I have configured OpenVPN with certificates and OTP successfully. I had to set “auth-user-pass” as suggested in this other thread, otherwise no UI is shown during the connection.

This is how the dialog looks like when starting the connection:

pic1

I want the users to enter a new OTP after a certain time. I have set “reneg-sec” in the server config accordingly, and to 0 in the client configuration. As expected, the connection is interrupted after the given time, but now comes the problem. It is not the initial OTP-dialog that shows up again, but the standard user/password one.

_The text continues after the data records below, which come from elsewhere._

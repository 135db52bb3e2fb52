//! Options controlling how a [`LoadContext`](super::LoadContext) resolves
//! dependencies.

use std::path::PathBuf;
use std::sync::Arc;

use serde::{Deserialize, Serialize};

use crate::host::HostEnvironment;

/// Whether dependencies may be satisfied by binaries the host already has.
#[derive(Debug, Clone, Copy, PartialEq, Eq, Hash, Default, Serialize, Deserialize)]
#[serde(rename_all = "snake_case")]
pub enum HostBinaryPolicy {
    /// Always load the module's own copy.
    Never,
    /// Use the host for binaries on the allow-list only.
    Selected,
    /// Use the host whenever it can satisfy the request.
    #[default]
    Always,
    /// Use the module's own copy first, then fall back to the host.
    PreferModule,
}

/// A file the context should load from a known location.
#[derive(Debug, Clone, PartialEq, Eq, Serialize, Deserialize)]
pub struct RuntimeHint {
    /// File name matched exactly against the requested file.
    pub file_name: String,
    pub path: PathBuf,
    pub is_native: bool,
}

impl RuntimeHint {
    pub fn new(file_name: impl Into<String>, path: impl Into<PathBuf>, is_native: bool) -> Self {
        Self {
            file_name: file_name.into(),
            path: path.into(),
            is_native,
        }
    }
}

/// Loading context configuration.
#[derive(Debug, Clone)]
pub struct LoadContextOptions {
    pub policy: HostBinaryPolicy,
    /// Names the host may satisfy under [`HostBinaryPolicy::Selected`].
    pub host_binaries: Vec<String>,
    /// Directories searched recursively when nothing else resolves.
    pub additional_runtime_paths: Vec<PathBuf>,
    pub runtime_hints: Vec<RuntimeHint>,
    pub host: Arc<HostEnvironment>,
}

impl Default for LoadContextOptions {
    fn default() -> Self {
        Self::new(Arc::new(HostEnvironment::current()))
    }
}

impl LoadContextOptions {
    pub fn new(host: Arc<HostEnvironment>) -> Self {
        Self {
            policy: HostBinaryPolicy::default(),
            host_binaries: Vec::new(),
            additional_runtime_paths: Vec::new(),
            runtime_hints: Vec::new(),
            host,
        }
    }

    pub fn with_policy(mut self, policy: HostBinaryPolicy) -> Self {
        self.policy = policy;
        self
    }

    pub fn with_host_binary(mut self, name: impl Into<String>) -> Self {
        self.host_binaries.push(name.into());
        self
    }

    pub fn with_additional_runtime_path(mut self, path: impl Into<PathBuf>) -> Self {
        self.additional_runtime_paths.push(path.into());
        self
    }

    pub fn with_runtime_hint(mut self, hint: RuntimeHint) -> Self {
        self.runtime_hints.push(hint);
        self
    }

    pub fn with_runtime_hints(mut self, hints: impl IntoIterator<Item = RuntimeHint>) -> Self {
        self.runtime_hints.extend(hints);
        self
    }

    pub fn with_host(mut self, host: Arc<HostEnvironment>) -> Self {
        self.host = host;
        self
    }

    /// Whether the host may be asked for `name` before the module's closure.
    pub(crate) fn host_first(&self, name: &str) -> bool {
        match self.policy {
            HostBinaryPolicy::Always => true,
            HostBinaryPolicy::Selected => self.is_selected(name),
            HostBinaryPolicy::Never | HostBinaryPolicy::PreferModule => false,
        }
    }

    pub(crate) fn is_selected(&self, name: &str) -> bool {
        self.host_binaries
            .iter()
            .any(|selected| selected.eq_ignore_ascii_case(name))
    }
}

I poked around. As I found out, the logic is implemented in /var/ipfire/ovpn/openvpn-authenticator, but at this point, I cannot tell if the issue is in my configuration, or if the script does not handle my use case correctly.

Is anyone running this configuration, or has a hint for me?

Thanks!

Hi,

from what I gathered from the other thread, you are running the standard OpenVPN client on Windows. Unfortunately, I do not have experience with that particular OpenVPN client software when it comes to OTP - on Linux clients, however, OpenVPN behaves properly when reauthenticating and asking for a new OTP.

Since IPFire’s OpenVPN server does not difference between client operating systems in that regard, I assume the problem is related to your OpenVPN client, rather than IPFire. :slight_smile:

Thanks, and best regards,
Peter Müller

Hi Peter,

thank you for the response. I use indeed the OpenVPN Client (community, v2) on Windows. I will perform the same test with the Linux client and compare, that is a good tip. What would be the reference setup, e.g which client exactly is behaving correctly? If relevant, I can use any recommended distribution too.

Best regards
Olivier

Hi,

looking at Release Notes for OpenVPN Connect on Windows, the latest release of OpenVPN Connect is 3.5.0 (relased on July 18), so as a good first step, ensuring that your system is running the latest version of the VPN client is probably a sensible thing to do. Perhaps whatever issue you are facing has already been fixed meanwhile, not to mention all the security-relevant bugs… :slight_smile:

Thanks, and best regards,
Peter Müller

Hi Peter,

OpenVPN2 and OpenVPN3 (Connect) are different beasts, both are still maintained. See here for more details: https://openvpn.net/vpn-server-resources/which-version-of-openvpn-to-use/
There is a reason why we use the community version, but I do not have it right now.

Could you just let me know the reference configuration where the OTP works as expected? I will set it up, whatever it is, and then try to pinpoint the issue.

Thanks!

Olivier

1 Like